Aim Paediatric prescriptions are almost 50% more likely to contain an error than adult orders. The risk of prescription error is further increased when prescribing for malignant disease.1 In 2017 the Trust introduced ChemoCare, an electronic prescribing system for paediatric chemotherapy. The primary aim of this study was to investigate whether implementing ChemoCare has affected the incidence and type of errors made in paediatric chemotherapy prescriptions, compared with written prescriptions. A secondary aim was to explore possible reasons why these prescribing errors may occur. Since 2014 it has been mandatory for all NHS England specialist trusts to send monthly submissions to the Systemic Anti-Cancer Therapy (SACT) Database, regarding the treatment of malignant disease in secondary care.2 Therefore, the study also analysed Trust compliance with communicating treatment data to SACT.

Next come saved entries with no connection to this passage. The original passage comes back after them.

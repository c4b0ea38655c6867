//! Filesystem mount points

use serde::{Deserialize, Serialize};

/// A mount point and its platform-dependent type
#[derive(Debug, Clone, PartialEq, Eq, Hash, Serialize, Deserialize)]
pub struct Mount {
    pub path: String,
    pub fs_type: String,
}

impl Mount {
    pub fn new<P: Into<String>, T: Into<String>>(path: P, fs_type: T) -> Self {
        Self {
            path: path.into(),
            fs_type: fs_type.into(),
        }
    }
}

/// Whether `path` equals `root` or lies beneath it
pub fn is_within(path: &str, root: &str, delimiter: char, ignore_case: bool) -> bool {
    let (path, root) = if ignore_case {
        (path.to_uppercase(), root.to_uppercase())
    } else {
        (path.to_string(), root.to_string())
    };
    let root = root.trim_end_matches(delimiter);
    if root.is_empty() {
        return path.starts_with(delimiter);
    }
    match path.strip_prefix(root) {
        Some("") => true,
        Some(rest) => rest.starts_with(delimiter),
        None => false,
    }
}
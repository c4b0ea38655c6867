//! Flavor drivers: compile queries to native commands, parse their output

pub mod shell;
pub mod unix;
pub mod windows;

pub use shell::{shell_quote, Shell};
pub use unix::{Dialect, UnixDriver};
pub use windows::WindowsDriver;

use crate::error::{ParseError, Result};
use crate::io::{Metadata, Mount};
use crate::search::{Condition, Query};
use std::fmt;
use std::sync::Arc;

/// A platform dialect requiring its own compilation rules
#[derive(Debug, Clone, Copy, PartialEq, Eq, Hash)]
pub enum Flavor {
    Aix,
    Solaris,
    Linux,
    MacOs,
    Windows,
}

impl Flavor {
    /// Map `uname -s` output to a Unix flavor
    pub fn from_uname(uname: &str) -> Option<Self> {
        match uname.trim() {
            "AIX" => Some(Flavor::Aix),
            "SunOS" => Some(Flavor::Solaris),
            "Linux" => Some(Flavor::Linux),
            "Darwin" => Some(Flavor::MacOs),
            _ => None,
        }
    }

    pub fn as_str(&self) -> &'static str {
        match self {
            Flavor::Aix => "aix",
            Flavor::Solaris => "solaris",
            Flavor::Linux => "linux",
            Flavor::MacOs => "macos",
            Flavor::Windows => "windows",
        }
    }

    /// Settings scopes for this flavor, most specific first
    pub fn config_chain(&self) -> Vec<&'static str> {
        match self {
            Flavor::Windows => vec!["windows"],
            other => vec![other.as_str(), "unix"],
        }
    }

    pub fn is_unix(&self) -> bool {
        !matches!(self, Flavor::Windows)
    }

    /// The driver for this flavor; chosen once per session
    pub fn driver(&self) -> Arc<dyn FlavorDriver> {
        match self {
            Flavor::Aix => Arc::new(UnixDriver::new(Dialect::AIX)),
            Flavor::Solaris => Arc::new(UnixDriver::new(Dialect::SOLARIS)),
            Flavor::Linux => Arc::new(UnixDriver::new(Dialect::LINUX)),
            Flavor::MacOs => Arc::new(UnixDriver::new(Dialect::MACOS)),
            Flavor::Windows => Arc::new(WindowsDriver::new()),
        }
    }
}

impl fmt::Display for Flavor {
    fn fmt(&self, f: &mut fmt::Formatter<'_>) -> fmt::Result {
        f.write_str(self.as_str())
    }
}

/// Platform-native command text plus its cache key
#[derive(Debug, Clone, PartialEq, Eq, Hash)]
pub struct CompiledQuery {
    pub command: String,
    pub cache_key: String,
}

impl CompiledQuery {
    /// Wrap a command, folding the key when the shell ignores case
    pub fn new(command: String, fold_case: bool) -> Self {
        let cache_key = if fold_case {
            command.to_uppercase()
        } else {
            command.clone()
        };
        Self { command, cache_key }
    }
}

/// Translator between queries and one flavor's command language
pub trait FlavorDriver: Send + Sync {
    /// Get the flavor this driver speaks
    fn flavor(&self) -> Flavor;

    /// Get the shell family of the compiled commands
    fn shell(&self) -> Shell;

    /// Path delimiter of the flavor's filesystem
    fn delimiter(&self) -> char;

    /// Compile an extracted query into a command
    fn compile_query(&self, query: &Query) -> Result<CompiledQuery>;

    /// Compile a condition list; order does not affect the result
    fn compile(&self, conditions: &[Condition]) -> Result<CompiledQuery> {
        let query = Query::from_conditions(conditions)?;
        self.compile_query(&query)
    }

    /// Consume lines for one record; `None` at end of stream
    fn parse_record(
        &self,
        lines: &mut dyn Iterator<Item = String>,
    ) -> Option<std::result::Result<Metadata, ParseError>>;

    /// Helper module as (name, source) that compiled commands call into
    fn helper_module(&self) -> Option<(&'static str, &'static str)> {
        None
    }

    /// Command printing one record for `path`
    fn stat_command(&self, path: &str) -> String;

    /// Command listing the mount table
    fn mount_command(&self) -> String;

    /// Parse the mount command's output
    fn parse_mounts(&self, output: &str) -> Vec<Mount>;

    /// Whether a search rooted at `from` can find anything on `fs_type`
    fn admits_fs_type(&self, mounts: &[Mount], from: &str, fs_type: &str) -> bool {
        let delimiter = self.delimiter();
        mounts.iter().filter(|m| m.fs_type == fs_type).any(|m| {
            crate::io::is_within(&m.path, from, delimiter, false)
                || crate::io::is_within(from, &m.path, delimiter, false)
        })
    }
}
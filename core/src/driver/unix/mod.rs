//! Unix family driver
//!
//! One driver serves every Unix flavor; a [`Dialect`] table carries the
//! differences in `find` capabilities, `ls` output and mount listing.

mod command;
mod ls;

pub use command::{build_find_command, DepthFilter};
pub use ls::{parse_ls_line, parse_mounts, DateStyle, MountFormat};

use super::{CompiledQuery, Flavor, FlavorDriver, Shell};
use crate::error::{ParseError, Result};
use crate::io::{Metadata, Mount};
use crate::search::Query;
use chrono::Utc;
use tracing::debug;

/// Per-flavor facts about the Unix toolset
#[derive(Debug, Clone, Copy, PartialEq, Eq)]
pub struct Dialect {
    pub flavor: Flavor,
    /// `find` understands `-maxdepth`
    pub native_depth: bool,
    /// Stat-equivalent command, invoked with a single path argument
    pub stat: &'static str,
    pub date_style: DateStyle,
    pub mount_command: &'static str,
    pub mount_format: MountFormat,
}

impl Dialect {
    pub const AIX: Dialect = Dialect {
        flavor: Flavor::Aix,
        native_depth: false,
        stat: "ls -dn",
        date_style: DateStyle::Abbreviated,
        mount_command: "mount",
        mount_format: MountFormat::AixMount,
    };

    pub const SOLARIS: Dialect = Dialect {
        flavor: Flavor::Solaris,
        native_depth: false,
        stat: "ls -dn",
        date_style: DateStyle::Abbreviated,
        mount_command: "cat /etc/mnttab",
        mount_format: MountFormat::Mnttab,
    };

    pub const LINUX: Dialect = Dialect {
        flavor: Flavor::Linux,
        native_depth: true,
        stat: "ls -dn --full-time",
        date_style: DateStyle::FullIso,
        mount_command: "cat /proc/mounts",
        mount_format: MountFormat::ProcMounts,
    };

    pub const MACOS: Dialect = Dialect {
        flavor: Flavor::MacOs,
        native_depth: true,
        stat: "ls -dnT",
        date_style: DateStyle::Seconds,
        mount_command: "mount",
        mount_format: MountFormat::BsdMount,
    };
}

/// Driver for `find`/`ls` based Unix flavors
#[derive(Debug, Clone)]
pub struct UnixDriver {
    dialect: Dialect,
}

impl UnixDriver {
    pub fn new(dialect: Dialect) -> Self {
        Self { dialect }
    }

    pub fn dialect(&self) -> &Dialect {
        &self.dialect
    }
}

impl FlavorDriver for UnixDriver {
    fn flavor(&self) -> Flavor {
        self.dialect.flavor
    }

    fn shell(&self) -> Shell {
        Shell::Posix
    }

    fn delimiter(&self) -> char {
        '/'
    }

    fn compile_query(&self, query: &Query) -> Result<CompiledQuery> {
        let command = build_find_command(&self.dialect, query)?;
        debug!(flavor = %self.dialect.flavor, command = %command, "compiled find command");
        Ok(CompiledQuery::new(command, false))
    }

    fn parse_record(
        &self,
        lines: &mut dyn Iterator<Item = String>,
    ) -> Option<std::result::Result<Metadata, ParseError>> {
        while let Some(line) = lines.next() {
            if !line.trim().is_empty() {
                return Some(parse_ls_line(&line, self.dialect.date_style, Utc::now()));
            }
        }
        None
    }

    fn stat_command(&self, path: &str) -> String {
        format!("{} {}", self.dialect.stat, super::shell_quote(path))
    }

    fn mount_command(&self) -> String {
        self.dialect.mount_command.to_string()
    }

    fn parse_mounts(&self, output: &str) -> Vec<Mount> {
        parse_mounts(self.dialect.mount_format, output)
    }
}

Methods Data collection took place over a four-week period in Spring 2018. Prescriptions were reviewed by pharmacists and categorised as written or electronic. Prescriptions were then checked for 7 different error types; calculation error, drug prescribed on wrong day, incorrect drug prescribed for cycle, incorrect dose of concomitant medications, incorrect surface area used, not adjusted dose for previous age or weight related toxicities, no drug prescribed. The Fisher’s Exact test was employed to detect significance between chemotherapy prescription type and error incidence. A written questionnaire was designed to obtain the views of consultants, pharmacists and specialist trainees, and explore possible reasons why prescription errors occur. ChemoCare treatment data was retrospectively reviewed in order to determine how many prescribed cycles had been marked as ‘completed’.
Results 143 prescriptions were analysed. 34.4%(n=21) of written prescriptions contained errors, compared with 11.4% (n=5) of electronic orders. Two of the error types measured
‘wrong calculation’ and ‘wrong drug prescribed for cycle’

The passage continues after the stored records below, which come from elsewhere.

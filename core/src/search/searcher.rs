//! Search orchestration

use super::cache::QueryCache;
use super::condition::Condition;
use super::query::Query;
use crate::channel::ExecutionChannel;
use crate::config::{Settings, SettingsLoader};
use crate::driver::{CompiledQuery, Flavor, FlavorDriver};
use crate::error::{Error, Result};
use crate::io::{HandleContext, Metadata, Mount, ResourceHandle};
use crate::relay::{gzip_lines, Artifacts, Relay, RelaySettings};
use crate::session::{AccessMode, Session, TimeoutTier, TimeoutTiers};
use regex::Regex;
use std::sync::atomic::{AtomicU64, Ordering};
use std::sync::Arc;
use tokio::sync::OnceCell;
use tracing::{debug, info, warn};

/// Counters for one searcher
#[derive(Debug, Default)]
pub struct SearchStats {
    executions: AtomicU64,
    cache_hits: AtomicU64,
    cleanups: AtomicU64,
    skipped_records: AtomicU64,
}

impl SearchStats {
    /// Searches that reached the host
    pub fn executions(&self) -> u64 {
        self.executions.load(Ordering::Relaxed)
    }

    pub fn cache_hits(&self) -> u64 {
        self.cache_hits.load(Ordering::Relaxed)
    }

    /// Relay cleanups run; one per executed search
    pub fn cleanups(&self) -> u64 {
        self.cleanups.load(Ordering::Relaxed)
    }

    /// Records dropped as unparseable
    pub fn skipped_records(&self) -> u64 {
        self.skipped_records.load(Ordering::Relaxed)
    }
}

/// Records read from one search's output
struct Parsed {
    records: Vec<Metadata>,
    skipped: u64,
    /// Set when reading stopped early
    failure: Option<String>,
}

impl Parsed {
    fn failed(reason: String) -> Self {
        Self {
            records: Vec::new(),
            skipped: 0,
            failure: Some(reason),
        }
    }
}

/// Compiles, runs, parses and caches searches on one session
pub struct Searcher {
    context: Arc<HandleContext>,
    relay: Relay,
    cache: QueryCache,
    mounts: OnceCell<Vec<Mount>>,
    stats: SearchStats,
}

impl Searcher {
    pub fn builder(session: Arc<dyn Session>, flavor: Flavor) -> SearcherBuilder {
        SearcherBuilder::new(session, flavor)
    }

    pub fn flavor(&self) -> Flavor {
        self.context.driver.flavor()
    }

    pub fn driver(&self) -> &Arc<dyn FlavorDriver> {
        &self.context.driver
    }

    pub fn session(&self) -> &Arc<dyn Session> {
        &self.context.session
    }

    pub fn cache(&self) -> &QueryCache {
        &self.cache
    }

    pub fn stats(&self) -> &SearchStats {
        &self.stats
    }

    /// Handle for a known path, with metadata fetched on demand
    pub fn file<P: Into<String>>(&self, path: P, mode: AccessMode) -> ResourceHandle {
        ResourceHandle::new(path, mode, self.context.clone())
    }

    /// The host's mount table, listed once per searcher
    pub async fn mounts(&self) -> Result<&[Mount]> {
        let mounts = self
            .mounts
            .get_or_try_init(|| async {
                let driver = &self.context.driver;
                let output = self
                    .context
                    .channel
                    .run(&driver.mount_command(), TimeoutTier::Short)
                    .await?;
                let mounts = driver.parse_mounts(&output);
                debug!(count = mounts.len(), "discovered mounts");
                Ok::<_, Error>(mounts)
            })
            .await?;
        Ok(mounts)
    }

    /// Mounts whose type matches (`include`) or does not match the pattern
    pub async fn mounts_filtered(&self, type_pattern: &Regex, include: bool) -> Result<Vec<Mount>> {
        Ok(self
            .mounts()
            .await?
            .iter()
            .filter(|mount| type_pattern.is_match(&mount.fs_type) == include)
            .cloned()
            .collect())
    }

    /// Find the resources matching `conditions`, in the order the host
    /// reported them.
    ///
    /// Repeating a search returns the cached paths without touching the
    /// host. A root that is not a directory finds nothing. Once the search
    /// command has run, a failure to compress, copy or read its output
    /// returns the records read so far and caches nothing.
    pub async fn search(&self, conditions: &[Condition]) -> Result<Vec<ResourceHandle>> {
        let query = Query::from_conditions(conditions)?;
        let driver = &self.context.driver;
        let from = query.normalized_from(driver.delimiter());

        if let Some(fs_type) = &query.fs_type {
            if !driver.admits_fs_type(self.mounts().await?, &from, fs_type) {
                debug!(fs_type = %fs_type, from = %from, "no mount of the requested type");
                return Ok(Vec::new());
            }
        }

        let compiled = driver.compile_query(&query)?;

        if let Some(paths) = self.cache.lookup(&compiled.cache_key) {
            self.stats.cache_hits.fetch_add(1, Ordering::Relaxed);
            debug!(command = %compiled.command, results = paths.len(), "search cached");
            return Ok(paths
                .iter()
                .map(|path| self.file(path.clone(), AccessMode::ReadOnly))
                .collect());
        }

        if !self.context.session.is_directory(&from, AccessMode::ReadOnly).await? {
            debug!(from = %from, "search root is not a directory");
            return Ok(Vec::new());
        }
        self.context.prepare().await?;

        let mut artifacts = Artifacts::default();
        let outcome = self.execute(&compiled, &mut artifacts).await;
        self.relay.cleanup(artifacts).await;
        self.stats.cleanups.fetch_add(1, Ordering::Relaxed);
        let parsed = outcome?;

        if parsed.skipped > 0 {
            self.stats
                .skipped_records
                .fetch_add(parsed.skipped, Ordering::Relaxed);
        }

        let paths: Vec<String> = parsed
            .records
            .iter()
            .map(|record| record.path().to_string())
            .collect();

        match &parsed.failure {
            Some(reason) => warn!(
                command = %compiled.command,
                results = paths.len(),
                reason = %reason,
                "search output ended early; returning partial results"
            ),
            None => {
                self.cache.store(compiled.cache_key.clone(), paths);
            }
        }

        info!(
            command = %compiled.command,
            results = parsed.records.len(),
            skipped = parsed.skipped,
            "search complete"
        );

        Ok(parsed
            .records
            .into_iter()
            .map(|record| {
                ResourceHandle::with_metadata(record, AccessMode::ReadOnly, self.context.clone())
            })
            .collect())
    }

    async fn execute(&self, compiled: &CompiledQuery, artifacts: &mut Artifacts) -> Result<Parsed> {
        debug!(command = %compiled.command, "search start");
        self.stats.executions.fetch_add(1, Ordering::Relaxed);

        let raw = self.relay.run(&compiled.command, artifacts).await?;
        let file = match self.relay.fetch(&raw, artifacts).await {
            Ok(file) => file,
            Err(e) => return Ok(Parsed::failed(e.to_string())),
        };
        let driver = self.context.driver.clone();
        tokio::task::spawn_blocking(move || parse_output(driver.as_ref(), file))
            .await
            .map_err(|e| Error::Generic(format!("parse task failed: {}", e)))
    }
}

/// Parse every record of a relayed output file
fn parse_output(driver: &dyn FlavorDriver, file: std::fs::File) -> Parsed {
    let mut lines = match gzip_lines(file) {
        Ok(lines) => lines,
        Err(e) => return Parsed::failed(e.to_string()),
    };
    let mut parsed = Parsed {
        records: Vec::new(),
        skipped: 0,
        failure: None,
    };

    while let Some(record) = driver.parse_record(&mut lines) {
        match record {
            Ok(metadata) => {
                debug!(path = %metadata.path(), "match");
                parsed.records.push(metadata);
            }
            Err(e) => {
                warn!(error = %e, "skipping unparseable record");
                parsed.skipped += 1;
            }
        }
    }

    if let Some(e) = lines.take_error() {
        parsed.failure = Some(e.to_string());
    }
    debug!(
        lines = lines.lines_read(),
        records = parsed.records.len(),
        "output parsed"
    );
    parsed
}

/// Builder for [`Searcher`]
pub struct SearcherBuilder {
    session: Arc<dyn Session>,
    flavor: Flavor,
    driver: Option<Arc<dyn FlavorDriver>>,
    settings: Option<Settings>,
    tiers: Option<TimeoutTiers>,
    relay: Option<RelaySettings>,
    mounts: Option<Vec<Mount>>,
}

impl SearcherBuilder {
    pub fn new(session: Arc<dyn Session>, flavor: Flavor) -> Self {
        Self {
            session,
            flavor,
            driver: None,
            settings: None,
            tiers: None,
            relay: None,
            mounts: None,
        }
    }

    /// Use a custom driver instead of the flavor's own
    pub fn with_driver(mut self, driver: Arc<dyn FlavorDriver>) -> Self {
        self.driver = Some(driver);
        self
    }

    /// Use an already resolved settings snapshot
    pub fn with_settings(mut self, settings: Settings) -> Self {
        self.settings = Some(settings);
        self
    }

    pub fn with_timeouts(mut self, tiers: TimeoutTiers) -> Self {
        self.tiers = Some(tiers);
        self
    }

    pub fn with_relay_settings(mut self, relay: RelaySettings) -> Self {
        self.relay = Some(relay);
        self
    }

    /// Supply the mount table instead of listing it from the host
    pub fn with_mounts(mut self, mounts: Vec<Mount>) -> Self {
        self.mounts = Some(mounts);
        self
    }

    /// Build the searcher. Without explicit settings, the embedded
    /// defaults, the per-user overlay and the environment are resolved
    /// for the flavor.
    pub fn build(self) -> Result<Searcher> {
        let settings = match self.settings {
            Some(settings) => settings,
            None => SettingsLoader::new()
                .with_default_overlay()
                .load(&self.flavor.config_chain())?,
        };
        let tiers = self
            .tiers
            .unwrap_or_else(|| TimeoutTiers::from_settings(&settings));
        let relay_settings = self
            .relay
            .unwrap_or_else(|| RelaySettings::from_settings(&settings));
        let driver = self.driver.unwrap_or_else(|| self.flavor.driver());

        let channel = ExecutionChannel::new(self.session.clone(), tiers);
        let relay = Relay::new(channel.clone(), driver.shell(), relay_settings);
        let mounts = match self.mounts {
            Some(mounts) => OnceCell::new_with(Some(mounts)),
            None => OnceCell::new(),
        };

        debug!(
            flavor = %driver.flavor(),
            host = self.session.hostname(),
            "searcher ready"
        );

        Ok(Searcher {
            context: Arc::new(HandleContext::new(self.session, driver, channel)),
            relay,
            cache: QueryCache::new(),
            mounts,
            stats: SearchStats::default(),
        })
    }
}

occurred significantly more frequently in written than electronic prescriptions.
The Fisher’s Exact test produced p values of 0.017 and 0.008 respectively. Of the 409 treatment cycles prescribed and administered on the electronic system, 56.5% (n=231) had not been marked as ‘completed’, so would not be returned to SACT as administered chemotherapy. Failure to communicate accurate chemotherapy data to SACT not only limits research opportunities to progress safety aspects of delivering chemotherapy, but also has significant cost implications for the Trust, as chemotherapy treatment costs are not recovered.

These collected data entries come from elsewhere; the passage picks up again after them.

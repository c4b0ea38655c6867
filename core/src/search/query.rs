//! Order-insensitive extraction of a condition list

use super::condition::{
    Comparison, Condition, ConditionValue, Field, DEPTH_UNLIMITED, FILETYPE_DIR, FILETYPE_LINK,
};
use crate::error::{Error, Result};
use regex::Regex;

/// How deep below the search root to descend
#[derive(Debug, Clone, Copy, PartialEq, Eq, Default)]
pub enum Depth {
    #[default]
    Unlimited,
    Limited(u32),
}

/// Kind of object the search returns
#[derive(Debug, Clone, Copy, PartialEq, Eq, Default)]
pub enum TypeFilter {
    #[default]
    File,
    Directory,
    Link,
}

/// Full-path constraint
#[derive(Debug, Clone)]
pub enum PathFilter {
    Literal(String),
    Pattern(Regex),
}

/// Directory-name constraint
#[derive(Debug, Clone)]
pub enum DirnameFilter {
    Literal(String),
    Pattern(Regex),
}

impl DirnameFilter {
    /// Anchored pattern source matching this constraint
    pub fn pattern_source(&self) -> String {
        match self {
            DirnameFilter::Literal(path) => format!("^{}$", regex::escape(path)),
            DirnameFilter::Pattern(pattern) => pattern.as_str().to_string(),
        }
    }
}

/// Base-name constraints; any combination may be present
#[derive(Debug, Clone, Default)]
pub struct BasenameFilter {
    pub equals: Option<String>,
    pub not_equals: Option<String>,
    pub pattern: Option<Regex>,
}

impl BasenameFilter {
    pub fn is_empty(&self) -> bool {
        self.equals.is_none() && self.not_equals.is_none() && self.pattern.is_none()
    }
}

/// The compilation branch a query takes
#[derive(Debug, Clone, Copy)]
pub enum Branch<'a> {
    Path(&'a PathFilter),
    Dirname(&'a DirnameFilter),
    /// Flat recursive search, optionally narrowed by base name
    Basename(&'a BasenameFilter),
}

/// A condition list reduced to one value per slot
#[derive(Debug, Clone)]
pub struct Query {
    pub from: String,
    pub depth: Depth,
    pub file_type: TypeFilter,
    pub path: Option<PathFilter>,
    pub dirname: Option<DirnameFilter>,
    pub basename: BasenameFilter,
    pub fs_type: Option<String>,
    pub follow_links: bool,
    pub xdev: bool,
}

impl Query {
    /// Reduce `conditions` to a query. The result does not depend on
    /// the order of the list.
    pub fn from_conditions(conditions: &[Condition]) -> Result<Self> {
        let mut from = None;
        let mut depth = None;
        let mut file_type = None;
        let mut path = None;
        let mut dirname = None;
        let mut basename_eq = None;
        let mut basename_ne = None;
        let mut basename_re = None;
        let mut fs_type = None;
        let mut follow_links = None;
        let mut xdev = None;

        for condition in conditions {
            let value = condition.value();
            match (condition.field(), condition.comparison()) {
                (Field::From, _) => fill(&mut from, condition, value.clone())?,
                (Field::Depth, _) => fill(&mut depth, condition, value.clone())?,
                (Field::FileType, _) => fill(&mut file_type, condition, value.clone())?,
                (Field::Path, _) => fill(&mut path, condition, value.clone())?,
                (Field::Dirname, _) => fill(&mut dirname, condition, value.clone())?,
                (Field::Basename, Comparison::Equality) => {
                    fill(&mut basename_eq, condition, value.clone())?
                }
                (Field::Basename, Comparison::Inequality) => {
                    fill(&mut basename_ne, condition, value.clone())?
                }
                (Field::Basename, Comparison::Pattern) => {
                    fill(&mut basename_re, condition, value.clone())?
                }
                (Field::FsType, _) => fill(&mut fs_type, condition, value.clone())?,
                (Field::FollowLinks, _) => fill(&mut follow_links, condition, value.clone())?,
                (Field::Xdev, _) => fill(&mut xdev, condition, value.clone())?,
            }
        }

        let from = match from {
            Some(ConditionValue::Text(root)) if !root.is_empty() => root,
            _ => return Err(Error::invalid_argument("a search root (From) is required")),
        };

        let depth = match depth {
            Some(ConditionValue::Integer(DEPTH_UNLIMITED)) | None => Depth::Unlimited,
            Some(ConditionValue::Integer(n)) => Depth::Limited(
                u32::try_from(n).map_err(|_| Error::invalid_argument(format!("depth {} out of range", n)))?,
            ),
            Some(other) => return Err(mismatch(Field::Depth, &other)),
        };

        let file_type = match file_type {
            None => TypeFilter::File,
            Some(ConditionValue::Text(kind)) if kind == FILETYPE_DIR => TypeFilter::Directory,
            Some(ConditionValue::Text(kind)) if kind == FILETYPE_LINK => TypeFilter::Link,
            Some(ConditionValue::Text(_)) => TypeFilter::File,
            Some(other) => return Err(mismatch(Field::FileType, &other)),
        };

        let path = match path {
            None => None,
            Some(ConditionValue::Text(literal)) => Some(PathFilter::Literal(literal)),
            Some(ConditionValue::Pattern(pattern)) => Some(PathFilter::Pattern(pattern)),
            Some(other) => return Err(mismatch(Field::Path, &other)),
        };

        let dirname = match dirname {
            None => None,
            Some(ConditionValue::Text(literal)) => Some(DirnameFilter::Literal(literal)),
            Some(ConditionValue::Pattern(pattern)) => Some(DirnameFilter::Pattern(pattern)),
            Some(other) => return Err(mismatch(Field::Dirname, &other)),
        };

        let basename = BasenameFilter {
            equals: text(Field::Basename, basename_eq)?,
            not_equals: text(Field::Basename, basename_ne)?,
            pattern: match basename_re {
                None => None,
                Some(ConditionValue::Pattern(pattern)) => Some(pattern),
                Some(other) => return Err(mismatch(Field::Basename, &other)),
            },
        };

        Ok(Self {
            from,
            depth,
            file_type,
            path,
            dirname,
            basename,
            fs_type: text(Field::FsType, fs_type)?,
            follow_links: flag(Field::FollowLinks, follow_links)?,
            xdev: flag(Field::Xdev, xdev)?,
        })
    }

    /// Path beats dirname, dirname beats basename
    pub fn branch(&self) -> Branch<'_> {
        if let Some(path) = &self.path {
            Branch::Path(path)
        } else if let Some(dirname) = &self.dirname {
            Branch::Dirname(dirname)
        } else {
            Branch::Basename(&self.basename)
        }
    }

    /// Search root without trailing delimiters; the root itself stays whole
    pub fn normalized_from(&self, delimiter: char) -> String {
        let trimmed = self.from.trim_end_matches(delimiter);
        if trimmed.is_empty() {
            delimiter.to_string()
        } else if delimiter == '\\' && trimmed.ends_with(':') {
            format!("{}{}", trimmed, delimiter)
        } else {
            trimmed.to_string()
        }
    }
}

fn fill(
    slot: &mut Option<ConditionValue>,
    condition: &Condition,
    value: ConditionValue,
) -> Result<()> {
    match slot {
        Some(existing) if *existing == value => Ok(()),
        Some(existing) => Err(Error::invalid_argument(format!(
            "conflicting {:?} conditions: {} and {}",
            condition.field(),
            existing,
            value
        ))),
        None => {
            *slot = Some(value);
            Ok(())
        }
    }
}

fn text(field: Field, value: Option<ConditionValue>) -> Result<Option<String>> {
    match value {
        None => Ok(None),
        Some(ConditionValue::Text(text)) => Ok(Some(text)),
        Some(other) => Err(mismatch(field, &other)),
    }
}

fn flag(field: Field, value: Option<ConditionValue>) -> Result<bool> {
    match value {
        None => Ok(false),
        Some(ConditionValue::Flag(flag)) => Ok(flag),
        Some(other) => Err(mismatch(field, &other)),
    }
}

fn mismatch(field: Field, value: &ConditionValue) -> Error {
    Error::invalid_argument(format!("{:?} cannot take {}", field, value))
}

Conclusion This study supports the use of an electronic prescribing system for ordering paediatric chemotherapy, given the significant reduction in errors compared with written prescriptions. The introduction of a chemotherapy-specific safe prescribing poster is suggested in order to improve compliance with ChemoCare. Further studies analysing national compliance with data return to SACT, are required to identify cost implications for the NHS and subsequent areas for quality improvement.
Avery AJ, Ghaleb M, Barber N, et al. Investigating the prevalence and causes of prescribing errors in general practice: The practice study. Pharmacoepidemiol Drug Saf 2012;21:4.